Managing the stress of Covid-19

Antoine Freeman, staff writer for the Durham VOICE and freshman at Voyager Academy.

By Antoine Freeman

            In early August a man in Pennsylvania was charged with shooting at an employee of a cigar shop.

This violence started when the cigar shop employee told the man, Adam Zaborowski, 35, to wear a mask. According to local news reports, Zaborowski allegedly fired shots at the store clerk and later, when confronted by police, fired at officers with an AK-47 assault rifle. After being shot by officers, leading to non-lethal injuries, he was arrested and taken into custody.

 It turns out Zaborowski was going through some very stressful times in his life. According to reports, he recently had lost his job because of Covid-19, had lost custody of his son and maybe even more things that we don’t know about.

Situations like this goes to show that Covid-19 can cause massive stress in the minds of the unlucky citizens who lost their jobs and loved ones, as well as everyone else dealing with the everyday stress of this pandemic.

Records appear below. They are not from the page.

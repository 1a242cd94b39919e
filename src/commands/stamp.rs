//! Stamp command handler

use std::path::PathBuf;

use anyhow::{Context, Result};

use revtag::config::Config;
use revtag::{
    BuildVersion, DistSink, DistSource, JsonLedgerRepository, StampOptions, StampOutcome,
    StampUseCase,
};

#[derive(Debug, Clone, Default)]
pub struct StampArgs {
    pub root: PathBuf,
    pub out: Option<PathBuf>,
    pub version: Option<String>,
    pub dry_run: bool,
    pub json: bool,
}

pub fn cmd_stamp(args: StampArgs) -> Result<()> {
    let (mut config, warnings) = Config::load_or_default(&args.root)
        .with_context(|| format!("loading configuration from {}", args.root.display()))?;
    for warning in &warnings {
        tracing::warn!(
            key = %warning.key,
            file = %warning.file.display(),
            line = ?warning.line,
            suggestion = ?warning.suggestion,
            "unknown configuration key"
        );
    }

    // CLI flags win over file and environment
    if let Some(out) = args.out {
        config.build.output_dir = out;
    }
    if let Some(version) = args.version {
        config.build.version = Some(version);
    }

    let version: BuildVersion = config.build_version()?.ok_or_else(|| {
        anyhow::anyhow!(
            "no build version given (use --version, REVTAG_VERSION or [build].version in revtag.toml)"
        )
    })?;

    let policy = config.kind_policy();
    let out_dir = config.output_dir(&args.root);
    let options = StampOptions::new(version)
        .with_ledger_path(config.ledger_path(&args.root))
        .with_dry_run(args.dry_run);

    let source = DistSource::new(&out_dir, policy.clone());
    let sink = DistSink::new(&out_dir);
    let use_case = StampUseCase::new(JsonLedgerRepository::new(), policy);

    let outcome = use_case
        .execute(&options, &source, &sink)
        .with_context(|| format!("stamping {}", out_dir.display()))?;

    if args.json {
        let out = serde_json::json!({
            "event": "stamp",
            "version": options.version.as_str(),
            "dry_run": options.dry_run,
            "report": outcome.report,
            "renames": outcome.renames,
        });
        println!("{}", serde_json::to_string(&out)?);
        return Ok(());
    }

    print_summary(&outcome, &options);
    Ok(())
}

fn print_summary(outcome: &StampOutcome, options: &StampOptions) {
    let report = &outcome.report;
    if options.dry_run {
        println!("Dry run (version {}): nothing written", options.version);
    } else {
        println!("Stamped build (version {})", options.version);
    }
    for rename in &outcome.renames {
        println!("  {} -> {}", rename.from, rename.to);
    }
    println!(
        "Summary: {} renamed, {} reused, {} changed, {} new, {} pinned",
        report.renamed, report.reused, report.changed, report.new, report.pinned
    );
    if report.texts_rewritten > 0 {
        println!("Rewrote references in {} files", report.texts_rewritten);
    }
}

I believe that if stress continues to build up in people, even here in Durham, it is possible for riots to occur, and that would just be complicating things even further than they already are.

The CDC has taken the stress people are getting from the Covid-19 pandemic into consideration and have put out a few tips for dealing with it. Some of the tips they provide are:

  • pause and notice how you feel
  • take a break from content (news, social media, etc.) that can be upsetting
  • take care of your body
  • stay connected
  • get help if you are overwhelmed.

One of the things that I do to avoid stress is hanging out with friends and family online, but if you can’t do that, then talking with your family is another option.

I talked to Lesle Williams, a clinical social worker at Atrium Health, who explained the “Three W’s” to me and why they’re important.

 Wear a mask. Wash your hands. Wait for six feet for social distancing.

“These three things are what is keeping you from spreading anything or other people from spreading anything to you, and it is what’s keeping the order in many of the stressful situations around the world,” she explained.

She also talked about how certain foods can increase stress, or it can be increased by eating too much.

“Eating more won’t help with stress during the pandemic,” Williams said. She also listed symptoms for people to be on the lookout for that are caused by stress, including a loss of concentration, anxiety and poor choices.

If any of these are showing up in your life you can go to the CDC “Stress and Coping” page listed above for more help. Also, for more local advice on how to keep your family safe during this time, visit the Durham-based nonprofit outpatient clinic, El Futuro’s website, to learn more.

            Like most people, I feel helpless at times during this pandemic. But if you make sure that you’re washing your hands, wearing a mask and distancing yourself from others, then it could help the community out of this situation a lot quicker. That would make me and many other people feel better.